A federal judge dismissed the case brought by the heirs to the author of a 1983 magazine story that inspired “Top Gun”

Tom Cruise, Top Gun: Maverick
Tom Cruise in "Top Gun: Maverick" (Paramount)

A federal judge has shot down a copyright lawsuit brought by the heirs to the author of a 1983 magazine article that inspired the original “Top Gun” movie, rejecting their claim that Paramount Pictures should have renegotiated the licensing agreement before making its blockbuster sequel.

Paramount was granted the summary judgment on Friday by U.S. District Judge Percy Anderson, according to documents obtained Monday by TheWrap.

“Defendant is entitled to summary judgment on plaintiffs Shosh Yonay and
Yuval Yonay’s … claims for breach of contract, declaratory relief, and copyright infringement; and … [plaintiffs] shall take nothing and Defendant shall have its costs of suit,” reads the one-page order.

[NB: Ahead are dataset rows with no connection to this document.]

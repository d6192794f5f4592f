//! End-to-end handshake scenarios over real listeners.

mod common;

use std::time::{Duration, Instant};

use http::StatusCode;
use serde_json::Value;
use tokio::io::AsyncWriteExt;
use tokio::net::TcpStream;

use common::{closed_addr, post_empty, spawn_post, start_mock_peer, start_nf1, start_nf2, WAIT};
use nfsim::ACKNOWLEDGEMENT;
use nfsim_core::CorrelationPayload;

#[tokio::test]
async fn test_api_completes_through_relay() {
    let nf2 = start_nf2(100);
    let nf1 = start_nf1(nf2.relay_url.clone(), |_| {});

    let res = tokio::time::timeout(WAIT, post_empty(&nf1.api_url))
        .await
        .expect("/api did not complete");
    assert_eq!(res.status(), StatusCode::OK);

    let payload: CorrelationPayload = res.json().await.unwrap();
    assert_eq!(payload.location, nf2.app.config().reply_location());
    assert_eq!(payload.location, nf2.relay_url);
    assert!(!payload.time.is_empty());
    assert!(!nf1.app.gate().is_pending());

    assert!(nf1.running.stop().await.all_closed());
    assert!(nf2.running.stop().await.all_closed());
}

#[tokio::test]
async fn test_relay_acknowledges_before_replying() {
    let mut peer = start_mock_peer(StatusCode::OK);
    let nf2 = start_nf2(500);

    let started = Instant::now();
    let res = reqwest::Client::new()
        .post(&nf2.relay_url)
        .json(&CorrelationPayload::new(peer.url.clone(), "t0"))
        .send()
        .await
        .unwrap();
    assert_eq!(res.status(), StatusCode::OK);
    assert_eq!(res.text().await.unwrap(), ACKNOWLEDGEMENT);
    assert!(started.elapsed() < Duration::from_millis(500));

    let reply = tokio::time::timeout(WAIT, peer.received.recv())
        .await
        .expect("relay reply not received")
        .unwrap();
    assert!(started.elapsed() >= Duration::from_millis(500));
    assert_eq!(reply.location, nf2.relay_url);
    assert_ne!(reply.time, "t0");

    nf2.running.stop().await;
    peer.running.stop().await;
}

#[tokio::test]
async fn test_relay_rejects_malformed_body() {
    let nf2 = start_nf2(0);
    let client = reqwest::Client::new();

    for body in ["", "{", r#"{"time":"t0"}"#] {
        let res = client.post(&nf2.relay_url).body(body).send().await.unwrap();
        assert_eq!(res.status(), StatusCode::BAD_REQUEST);
    }

    nf2.running.stop().await;
}

#[tokio::test]
async fn test_malformed_callback_does_not_release_api() {
    let mut peer = start_mock_peer(StatusCode::OK);
    let nf1 = start_nf1(peer.url.clone(), |c| c.handshake.callback_timeout_secs = 0);

    let api = spawn_post(&nf1.api_url);
    let notification = tokio::time::timeout(WAIT, peer.received.recv())
        .await
        .unwrap()
        .unwrap();
    assert_eq!(notification.location, nf1.callback_url);

    let client = reqwest::Client::new();
    let res = client.post(&nf1.callback_url).body("not json").send().await.unwrap();
    assert_eq!(res.status(), StatusCode::BAD_REQUEST);

    tokio::time::sleep(Duration::from_millis(200)).await;
    assert!(!api.is_finished());

    let res = client
        .post(&nf1.callback_url)
        .json(&CorrelationPayload::new("http://peer.example/nf2", "t1"))
        .send()
        .await
        .unwrap();
    assert_eq!(res.status(), StatusCode::OK);
    assert_eq!(res.text().await.unwrap(), ACKNOWLEDGEMENT);

    let res = tokio::time::timeout(WAIT, api).await.unwrap().unwrap();
    assert_eq!(res.status(), StatusCode::OK);
    let payload: CorrelationPayload = res.json().await.unwrap();
    assert_eq!(payload, CorrelationPayload::new("http://peer.example/nf2", "t1"));

    nf1.running.stop().await;
    peer.running.stop().await;
}

#[tokio::test]
async fn test_client_disconnect_releases_wait() {
    let mut peer = start_mock_peer(StatusCode::OK);
    let nf1 = start_nf1(peer.url.clone(), |c| c.handshake.callback_timeout_secs = 0);

    let api_addr = nf1
        .api_url
        .trim_start_matches("http://")
        .trim_end_matches("/api")
        .to_string();
    let mut stream = TcpStream::connect(&api_addr).await.unwrap();
    stream
        .write_all(b"POST /api HTTP/1.1\r\nHost: localhost\r\nContent-Length: 0\r\n\r\n")
        .await
        .unwrap();
    tokio::time::timeout(WAIT, peer.received.recv()).await.unwrap().unwrap();

    drop(stream);
    tokio::time::sleep(Duration::from_millis(300)).await;

    // Nobody is waiting any more, so the callback stays in the slot.
    let res = reqwest::Client::new()
        .post(&nf1.callback_url)
        .json(&CorrelationPayload::new("http://peer.example/nf2", "t1"))
        .send()
        .await
        .unwrap();
    assert_eq!(res.status(), StatusCode::OK);
    assert!(nf1.app.gate().is_pending());

    nf1.running.stop().await;
    peer.running.stop().await;
}

#[tokio::test]
async fn test_peer_error_fails_fast() {
    let peer = start_mock_peer(StatusCode::SERVICE_UNAVAILABLE);
    let nf1 = start_nf1(peer.url.clone(), |_| {});

    let res = tokio::time::timeout(WAIT, post_empty(&nf1.api_url)).await.unwrap();
    assert_eq!(res.status(), StatusCode::BAD_GATEWAY);
    let body: Value = res.json().await.unwrap();
    assert_eq!(body["error"]["code"], "peer_call_error");

    nf1.running.stop().await;
    peer.running.stop().await;
}

#[tokio::test]
async fn test_unreachable_peer_fails_fast() {
    let nf1 = start_nf1(format!("http://{}/nf2", closed_addr()), |_| {});

    let res = tokio::time::timeout(WAIT, post_empty(&nf1.api_url)).await.unwrap();
    assert_eq!(res.status(), StatusCode::BAD_GATEWAY);

    nf1.running.stop().await;
}

#[tokio::test]
async fn test_peer_error_tolerated_when_fail_fast_disabled() {
    let mut peer = start_mock_peer(StatusCode::SERVICE_UNAVAILABLE);
    let nf1 = start_nf1(peer.url.clone(), |c| c.handshake.fail_fast_on_peer_error = false);

    let api = spawn_post(&nf1.api_url);
    tokio::time::timeout(WAIT, peer.received.recv()).await.unwrap().unwrap();

    let res = reqwest::Client::new()
        .post(&nf1.callback_url)
        .json(&CorrelationPayload::new("http://peer.example/nf2", "t2"))
        .send()
        .await
        .unwrap();
    assert_eq!(res.status(), StatusCode::OK);

    let res = tokio::time::timeout(WAIT, api).await.unwrap().unwrap();
    assert_eq!(res.status(), StatusCode::OK);

    nf1.running.stop().await;
    peer.running.stop().await;
}

#[tokio::test]
async fn test_callback_timeout() {
    let peer = start_mock_peer(StatusCode::OK);
    let nf1 = start_nf1(peer.url.clone(), |c| c.handshake.callback_timeout_secs = 1);

    let started = Instant::now();
    let res = tokio::time::timeout(WAIT, post_empty(&nf1.api_url)).await.unwrap();
    assert_eq!(res.status(), StatusCode::GATEWAY_TIMEOUT);
    assert!(started.elapsed() >= Duration::from_secs(1));
    let body: Value = res.json().await.unwrap();
    assert_eq!(body["error"]["code"], "callback_timeout");

    nf1.running.stop().await;
    peer.running.stop().await;
}

#[tokio::test]
async fn test_metrics_route_without_recorder() {
    let nf2 = start_nf2(0);
    let metrics_url = nf2.relay_url.replace("/nf2", "/metrics");

    let res = reqwest::Client::new().get(&metrics_url).send().await.unwrap();
    assert_eq!(res.status(), StatusCode::NOT_FOUND);
    let body: Value = res.json().await.unwrap();
    assert_eq!(body["error"]["code"], "metrics_disabled");

    nf2.running.stop().await;
}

The plaintiffs are the heirs of Ehud Yonay, who wrote an article titled “Top Guns” for the relatively unknown California Magazine in 1983, only to see it made into a blockbuster film three years later. He was rightfully credited as the “story-by” author at the time, and still is.

According to their lawsuit, filed in June of 2022, the copyright was legally re-claimed in 2018, a statutory termination triggered after enough time had passed. The suit says the “Top Gun” sequel, a direct derivative of his original story, is in violation of that claim, which Paramount ignored.

But Anderson ruled that nothing in “Maverick” is materially similar to the now 40-plus-year-old magazine article.

“We are pleased that the court recognized that plaintiffs’ claims were completely without merit,” a Paramount spokesman told TheWrap.

Pamela Chelin contributed to this story.